- Moje informacje o sytuacji szpitala pochodzą jedynie z rozmów z osobami postronnymi - tłumaczył Paweł Górski - Oficjalnie nie zapoznałem się z dokumentacją szpitala, gdyż uniemożliwiają mi to względy prawne, nie pełnię jeszcze funkcji dyrektora. Plan restrukturyzacji przedstawię, gdy poznam sytuacje szpitala. Możliwe, że nastąpi to wkrótce. Podkreślam jednak, że potrwa to być może kilka tygodni.
Usłyszeliśmy za to kilka ogólników. Nowy dyrektor zobowiązał się uratować kutnowski szpital, chwaląc się jednocześnie swoimi wynikami w Pabianicach. Informacja ta nieco zaniepokoiła przybyłych na spotkanie, tym bardziej, że szpital w tym mieście nie znajduję się w chwili obecnej w zbyt dobrym stanie.
Część z radnych obawia się, że nowy dyrektor nie jest w stanie uratować szpitala. - Dyrektor nie przedstawił żadnych konkretów - mówi Andrzej Dąbrowicz, radny powiatu i były starosta - Pan Górski powinien chociaż zapoznać się z sytuacją szpitala, gdyż być może jest to ostatnia szansa, aby go uratować. Przyznaje, że momentami wydawało się, że nowy dyrektor nie ma zielonego pojęcia o naszej placówce.

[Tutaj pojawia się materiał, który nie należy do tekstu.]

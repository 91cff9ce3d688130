//! Agent Definitions
//!
//! Each conversational agent (triage, support, billing) is a closed variant
//! paired with an immutable definition: the instructions handed to the voice
//! pipeline, the tools it may call, and the agents it may hand off to. The
//! [`AgentCatalog`] builds the three definitions once at startup and shares
//! them read-only with every call.

use crate::context::SessionContext;
use schemars::JsonSchema;
use serde::{Deserialize, Serialize};
use std::collections::{BTreeSet, HashMap};
use std::fmt;
use std::str::FromStr;
use std::sync::Arc;
use utoipa::ToSchema;

/// Tool identifiers understood by the conversation pipeline.
pub mod tool_names {
    pub const COLLECT_PATIENT_INFO: &str = "collect_patient_info";
    pub const GET_CALL_CONTEXT: &str = "get_call_context";
    pub const END_CALL: &str = "end_call";
    pub const TRANSFER_TO_TRIAGE: &str = "transfer_to_triage";
    pub const TRANSFER_TO_SUPPORT: &str = "transfer_to_support";
    pub const TRANSFER_TO_BILLING: &str = "transfer_to_billing";
}

#[derive(
    Debug,
    Clone,
    Copy,
    PartialEq,
    Eq,
    PartialOrd,
    Ord,
    Hash,
    Serialize,
    Deserialize,
    JsonSchema,
    ToSchema,
)]
#[serde(rename_all = "lowercase")]
pub enum AgentKind {
    Triage,
    Support,
    Billing,
}

impl AgentKind {
    pub const ALL: [AgentKind; 3] = [AgentKind::Triage, AgentKind::Support, AgentKind::Billing];

    pub fn as_str(&self) -> &'static str {
        match self {
            AgentKind::Triage => "triage",
            AgentKind::Support => "support",
            AgentKind::Billing => "billing",
        }
    }

    /// The tool an agent calls to hand the caller over to this kind.
    pub fn transfer_tool(&self) -> &'static str {
        match self {
            AgentKind::Triage => tool_names::TRANSFER_TO_TRIAGE,
            AgentKind::Support => tool_names::TRANSFER_TO_SUPPORT,
            AgentKind::Billing => tool_names::TRANSFER_TO_BILLING,
        }
    }
}

impl fmt::Display for AgentKind {
    fn fmt(&self, f: &mut fmt::Formatter<'_>) -> fmt::Result {
        f.write_str(self.as_str())
    }
}

#[derive(Debug, thiserror::Error)]
#[error("Unknown agent kind: '{0}'")]
pub struct UnknownAgentKind(pub String);

impl FromStr for AgentKind {
    type Err = UnknownAgentKind;

    fn from_str(s: &str) -> Result<Self, Self::Err> {
        match s.trim().to_lowercase().as_str() {
            "triage" => Ok(AgentKind::Triage),
            "support" => Ok(AgentKind::Support),
            "billing" => Ok(AgentKind::Billing),
            other => Err(UnknownAgentKind(other.to_string())),
        }
    }
}

/// An immutable description of one conversational agent.
#[derive(Debug, Clone, Serialize)]
pub struct AgentDefinition {
    pub kind: AgentKind,
    pub display_name: String,
    /// Opaque to the core; consumed by the conversation pipeline.
    pub instructions: String,
    pub allowed_targets: BTreeSet<AgentKind>,
    pub tools: BTreeSet<String>,
}

impl AgentDefinition {
    /// Builds a definition whose tool set follows from its handoff targets:
    /// one transfer tool per permitted target plus the common call tools.
    /// Triage additionally collects patient details.
    pub fn new(
        kind: AgentKind,
        instructions: impl Into<String>,
        allowed_targets: impl IntoIterator<Item = AgentKind>,
    ) -> Self {
        let allowed_targets: BTreeSet<AgentKind> = allowed_targets
            .into_iter()
            .filter(|target| *target != kind)
            .collect();

        let mut tools: BTreeSet<String> = allowed_targets
            .iter()
            .map(|target| target.transfer_tool().to_string())
            .collect();
        tools.insert(tool_names::END_CALL.to_string());
        tools.insert(tool_names::GET_CALL_CONTEXT.to_string());
        if kind == AgentKind::Triage {
            tools.insert(tool_names::COLLECT_PATIENT_INFO.to_string());
        }

        Self {
            kind,
            display_name: default_display_name(kind).to_string(),
            instructions: instructions.into(),
            allowed_targets,
            tools,
        }
    }

    pub fn can_transfer_to(&self, target: AgentKind) -> bool {
        self.allowed_targets.contains(&target)
    }

    pub fn has_tool(&self, name: &str) -> bool {
        self.tools.contains(name)
    }

    /// The opening line spoken when this agent takes over a call.
    pub fn greeting(&self, context: &SessionContext) -> String {
        let name = context.patient_name.as_deref().unwrap_or("there");
        match self.kind {
            AgentKind::Triage => match &context.patient_name {
                Some(name) => format!(
                    "Hello {name}, thank you for calling the medical office. \
                     What is the reason for your call today?"
                ),
                None => "Hello, thank you for calling the medical office. \
                         May I have your name and the reason for your call today?"
                    .to_string(),
            },
            AgentKind::Support => match context.symptom_summary() {
                Some(symptoms) => format!(
                    "Hello {name}, I'm with {}. I see you're calling about {symptoms}. \
                     How can I help you today?",
                    self.display_name
                ),
                None => format!(
                    "Hello {name}, I'm with {}. How can I help you with your medical needs today?",
                    self.display_name
                ),
            },
            AgentKind::Billing => format!(
                "Hello {name}, I'm with {}. How can I help you with your insurance or billing questions today?",
                self.display_name
            ),
        }
    }

    /// The system prompt for one conversation turn: the agent's instructions
    /// followed by the caller context it inherits from earlier agents.
    pub fn system_prompt(&self, context: &SessionContext) -> String {
        let context_json =
            serde_json::to_string_pretty(context).unwrap_or_else(|_| "{}".to_string());
        format!(
            "{}\n\n# Caller Context\n\n```json\n{}\n```",
            self.instructions, context_json
        )
    }
}

fn default_display_name(kind: AgentKind) -> &'static str {
    match kind {
        AgentKind::Triage => "Medical Office Triage",
        AgentKind::Support => "Patient Support",
        AgentKind::Billing => "Medical Billing",
    }
}

fn default_instructions(kind: AgentKind) -> &'static str {
    match kind {
        AgentKind::Triage => {
            "You are the triage agent for a medical office. Greet the caller warmly, \
             ask for their name and the reason for their call, and collect their symptoms \
             and how urgent the situation is. Record what you learn with collect_patient_info. \
             Decide whether the caller needs medical support or billing assistance and \
             transfer them when ready. Always prioritize urgent medical concerns. \
             Ask one question at a time and wait for the answer."
        }
        AgentKind::Support => {
            "You are a patient support specialist for a medical office. Help with medical \
             service requests, appointment scheduling, prescriptions and general office \
             questions. Transfer to billing for payment or insurance questions and back to \
             triage if the caller needs a different kind of help. You already have the \
             caller's information from triage; do not ask for it again. Maintain patient \
             confidentiality."
        }
        AgentKind::Billing => {
            "You are a billing specialist for a medical office. Help with insurance \
             questions, payments, coverage and benefits, billing disputes and claims. \
             Transfer to patient support for medical questions and back to triage if \
             the caller needs a different kind of help. You already have the \
             caller's information from triage. Be patient and precise with financial details."
        }
    }
}

fn default_targets(kind: AgentKind) -> &'static [AgentKind] {
    match kind {
        AgentKind::Triage => &[AgentKind::Support, AgentKind::Billing],
        AgentKind::Support => &[AgentKind::Triage, AgentKind::Billing],
        AgentKind::Billing => &[AgentKind::Triage, AgentKind::Support],
    }
}

/// The static set of agent definitions shared by every call.
#[derive(Debug, Clone)]
pub struct AgentCatalog {
    triage: Arc<AgentDefinition>,
    support: Arc<AgentDefinition>,
    billing: Arc<AgentDefinition>,
}

impl AgentCatalog {
    pub fn new(triage: AgentDefinition, support: AgentDefinition, billing: AgentDefinition) -> Self {
        Self {
            triage: Arc::new(triage),
            support: Arc::new(support),
            billing: Arc::new(billing),
        }
    }

    /// The built-in medical office agents.
    pub fn builtin() -> Self {
        Self::with_instructions(&HashMap::new())
    }

    /// Built-in agents whose instructions may be overridden per kind. Keys
    /// are agent kind names (`"triage"`, `"support"`, `"billing"`).
    pub fn with_instructions(overrides: &HashMap<String, String>) -> Self {
        let build = |kind: AgentKind| {
            let instructions = overrides
                .get(kind.as_str())
                .map(|s| s.trim().to_string())
                .filter(|s| !s.is_empty())
                .unwrap_or_else(|| default_instructions(kind).to_string());
            AgentDefinition::new(kind, instructions, default_targets(kind).iter().copied())
        };
        Self::new(
            build(AgentKind::Triage),
            build(AgentKind::Support),
            build(AgentKind::Billing),
        )
    }

    pub fn get(&self, kind: AgentKind) -> &Arc<AgentDefinition> {
        match kind {
            AgentKind::Triage => &self.triage,
            AgentKind::Support => &self.support,
            AgentKind::Billing => &self.billing,
        }
    }

    /// Every call starts with triage.
    pub fn initial(&self) -> &Arc<AgentDefinition> {
        &self.triage
    }

    pub fn iter(&self) -> impl Iterator<Item = &Arc<AgentDefinition>> {
        AgentKind::ALL.into_iter().map(move |kind| self.get(kind))
    }
}

#[cfg(test)]
impl AgentCatalog {
    /// Built-in agents, except that billing may only hand back to support.
    pub(crate) fn billing_to_support_only() -> Self {
        let builtin = Self::builtin();
        Self::new(
            builtin.triage.as_ref().clone(),
            builtin.support.as_ref().clone(),
            AgentDefinition::new(
                AgentKind::Billing,
                builtin.billing.instructions.clone(),
                [AgentKind::Support],
            ),
        )
    }
}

- Jestem przekonany, że Paweł Górski nie jest osobą, która wyprowadzi na prostą szpital w Kutnie - dodaje były wiceprezydent Kutna, obecny radny powiatu Krzysztof Komorowski Uważam, że już za kilka miesięcy zostanie rozwiązana z nim umowa, bo nie jest tą osobą jakiej potrzebujemy.
Pomimo licznych kontrowersji, co do osoby nowego dyrektora, starosta Konrad Kłopotowski, nie zamierza zmieniać swojej decyzji. Twierdzi, że w szpitalu potrzebna jest osoba "silna i zdecydowana", która usprawni prace placówki.